Pourtant, The Reader n'atteindra pas le statut de chef d'oeuvre qu'il aurait pu avoir. Si le récit de la jeunesse de Michael déploie des trésors de mise en scène, il n'en va pas de même pour les scènes se déroulant dans le présent, dont l'académisme et la présence de plus en plus envahissante à mesure que le dénouement se rapproche confère à la narration une certaine lourdeur dans la deuxième heure. Ces scènes se justifient certes par les intentions du film qui replace le poids de l'Histoire dans le contexte d'une vie entière. Dommage que ce récit parallèle se complaise dans une certaine facilité dans sa manière de transmettre les émotions, et ce malgré l'interprétation toujours très juste de Ralph Fiennes. Stephen Daldry se fait presque subtil dans son portrait de Hanna (son secret personnel ne sera jamais verbalisé dans le film) mais ne retrouve pas la fluidité narrative des Heures dans son parallèle entre le passé et le présent de Michael.
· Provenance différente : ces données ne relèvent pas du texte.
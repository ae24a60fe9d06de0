use crate::error::{Result, TaskflowError};
use crate::id::TaskId;
use crate::io;
use crate::paths;
use chrono::{DateTime, Utc};
use serde::{Deserialize, Serialize};
use std::path::{Path, PathBuf};
use std::process::{Command, Stdio};
use std::time::Instant;

// ---------------------------------------------------------------------------
// CheckDefinition
// ---------------------------------------------------------------------------

/// A single validation check: a labelled shell command.
///
/// Checks gate the `validating` → `committing` transition and run in the
/// order they appear in the configuration.
#[derive(Debug, Clone, PartialEq, Serialize, Deserialize)]
#[serde(deny_unknown_fields)]
pub struct CheckDefinition {
    pub label: String,
    pub command: String,
}

// ---------------------------------------------------------------------------
// CheckResult / ValidationOutcome
// ---------------------------------------------------------------------------

#[derive(Debug, Clone)]
pub struct CheckResult {
    pub label: String,
    pub passed: bool,
    /// Exit code, or `None` when the process was killed by a signal.
    pub exit_code: Option<i32>,
    /// Combined stdout and stderr, trimmed and capped. The full transcript
    /// is in the file at `log_path`.
    pub output: String,
    pub duration_ms: u64,
    pub log_path: PathBuf,
}

#[derive(Debug, Clone)]
pub struct ValidationOutcome {
    pub passed: bool,
    pub failed_checks: Vec<String>,
    /// Every check's capped output under a `--- label ---` header, in run
    /// order. This is what log triage consumes after a failed run.
    pub all_output: String,
    pub results: Vec<CheckResult>,
}

// ---------------------------------------------------------------------------
// ValidationStatus (persisted)
// ---------------------------------------------------------------------------

/// The machine-readable record of the most recent validation run for a task,
/// written to `.taskflow/logs/{task}-validation-status.json`.
#[derive(Debug, Clone, Serialize, Deserialize)]
#[serde(rename_all = "camelCase")]
pub struct ValidationStatus {
    pub task_id: TaskId,
    pub passed: bool,
    pub timestamp: DateTime<Utc>,
    pub failed_checks: Vec<String>,
}

/// Load the persisted status of the last validation run for `task_id`.
pub fn load_validation_status(root: &Path, task_id: TaskId) -> Result<ValidationStatus> {
    io::read_json(
        &paths::validation_status_path(root, task_id),
        "validation status",
    )
}

// ---------------------------------------------------------------------------
// Runner
// ---------------------------------------------------------------------------

/// Run every configured check for `task_id`, in order, from the plan root.
///
/// A failing check is a normal result, not an error: all checks run to
/// completion so the status file names every failure, and each check's
/// combined output lands in its own log under `.taskflow/logs/`. The status
/// file is rewritten on every run, including a trivially-passing run with no
/// checks configured.
///
/// Errors are reserved for checks that cannot be run at all: an empty
/// command, or a shell that fails to spawn.
pub fn run_checks(
    root: &Path,
    task_id: TaskId,
    checks: &[CheckDefinition],
) -> Result<ValidationOutcome> {
    let mut results = Vec::with_capacity(checks.len());
    let mut failed_checks = Vec::new();
    let mut all_output = String::new();

    for check in checks {
        if check.command.trim().is_empty() {
            return Err(TaskflowError::UnrunnableCheck {
                label: check.label.clone(),
                reason: "command is empty".to_string(),
            });
        }

        let start = Instant::now();
        let capture = execute_check(&check.command, root).map_err(|reason| {
            TaskflowError::UnrunnableCheck {
                label: check.label.clone(),
                reason,
            }
        })?;
        let duration_ms = start.elapsed().as_millis() as u64;

        let log_path = paths::check_log_path(root, task_id, &check.label);
        io::atomic_write(&log_path, render_log(&check.command, &capture).as_bytes())?;

        let output = capped_output(&capture);
        all_output.push_str(&format!("--- {} ---\n{}\n", check.label, output));

        if !capture.success {
            failed_checks.push(check.label.clone());
        }
        results.push(CheckResult {
            label: check.label.clone(),
            passed: capture.success,
            exit_code: capture.exit_code,
            output,
            duration_ms,
            log_path,
        });
    }

    let passed = failed_checks.is_empty();
    let status = ValidationStatus {
        task_id,
        passed,
        timestamp: Utc::now(),
        failed_checks: failed_checks.clone(),
    };
    io::write_json(&paths::validation_status_path(root, task_id), &status)?;

    Ok(ValidationOutcome {
        passed,
        failed_checks,
        all_output,
        results,
    })
}

struct Capture {
    success: bool,
    exit_code: Option<i32>,
    stdout: String,
    stderr: String,
}

/// Run one command through `sh -c` with the plan root as working directory.
///
/// stdout and stderr are drained on dedicated threads so a chatty check
/// cannot deadlock on a full pipe buffer. Checks are trusted project
/// commands and run without a timeout.
fn execute_check(command: &str, cwd: &Path) -> std::result::Result<Capture, String> {
    let mut child = Command::new("sh")
        .arg("-c")
        .arg(command)
        .current_dir(cwd)
        .stdout(Stdio::piped())
        .stderr(Stdio::piped())
        .spawn()
        .map_err(|e| format!("failed to spawn: {e}"))?;

    let stdout_handle = child.stdout.take();
    let stderr_handle = child.stderr.take();
    let stdout_thread = std::thread::spawn(move || read_pipe(stdout_handle));
    let stderr_thread = std::thread::spawn(move || read_pipe(stderr_handle));

    let status = child.wait().map_err(|e| format!("wait failed: {e}"))?;
    let stdout = stdout_thread.join().unwrap_or_default();
    let stderr = stderr_thread.join().unwrap_or_default();

    Ok(Capture {
        success: status.success(),
        exit_code: status.code(),
        stdout,
        stderr,
    })
}

/// Drain a pipe to the end. Bytes that are not valid UTF-8 decode lossily;
/// a check that prints raw bytes still has its surrounding text captured.
fn read_pipe<R: std::io::Read>(handle: Option<R>) -> String {
    let mut buf = Vec::new();
    if let Some(mut reader) = handle {
        let _ = reader.read_to_end(&mut buf);
    }
    String::from_utf8_lossy(&buf).into_owned()
}

/// Merge stdout and stderr and cap to 10KB, keeping the tail. The ending of
/// a test or build run is where the verdict lives. The cut lands on a
/// character boundary, never inside a multi-byte sequence.
fn capped_output(capture: &Capture) -> String {
    let merged = if capture.stderr.is_empty() {
        capture.stdout.clone()
    } else if capture.stdout.is_empty() {
        capture.stderr.clone()
    } else {
        format!("{}\n{}", capture.stdout, capture.stderr)
    };
    const MAX_OUTPUT: usize = 10 * 1024;
    let trimmed = merged.trim();
    if trimmed.len() <= MAX_OUTPUT {
        return trimmed.to_string();
    }
    let mut cut = trimmed.len() - MAX_OUTPUT;
    while !trimmed.is_char_boundary(cut) {
        cut += 1;
    }
    trimmed[cut..].to_string()
}

fn render_log(command: &str, capture: &Capture) -> String {
    let mut log = format!("$ {command}\n");
    if !capture.stdout.is_empty() {
        log.push('\n');
        log.push_str(&capture.stdout);
        if !capture.stdout.ends_with('\n') {
            log.push('\n');
        }
    }
    if !capture.stderr.is_empty() {
        log.push_str("\n--- stderr ---\n");
        log.push_str(&capture.stderr);
        if !capture.stderr.ends_with('\n') {
            log.push('\n');
        }
    }
    match capture.exit_code {
        Some(code) => log.push_str(&format!("\nexit code: {code}\n")),
        None => log.push_str("\nterminated by signal\n"),
    }
    log
}

// ---------------------------------------------------------------------------
// Tests
// ---------------------------------------------------------------------------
Ajoutons à cela des maquillages de vieillissement un tantinet visibles sur Kate Winslet, un défaut que l'intensité de jeu de la comédienne fait heureusement partiellement oublier. A défaut de satisfaire sur tous les plans, The Reader n'en demeure pas moins une oeuvre émouvante qui soulève d'importantes questions morales, ce qui est déjà beaucoup.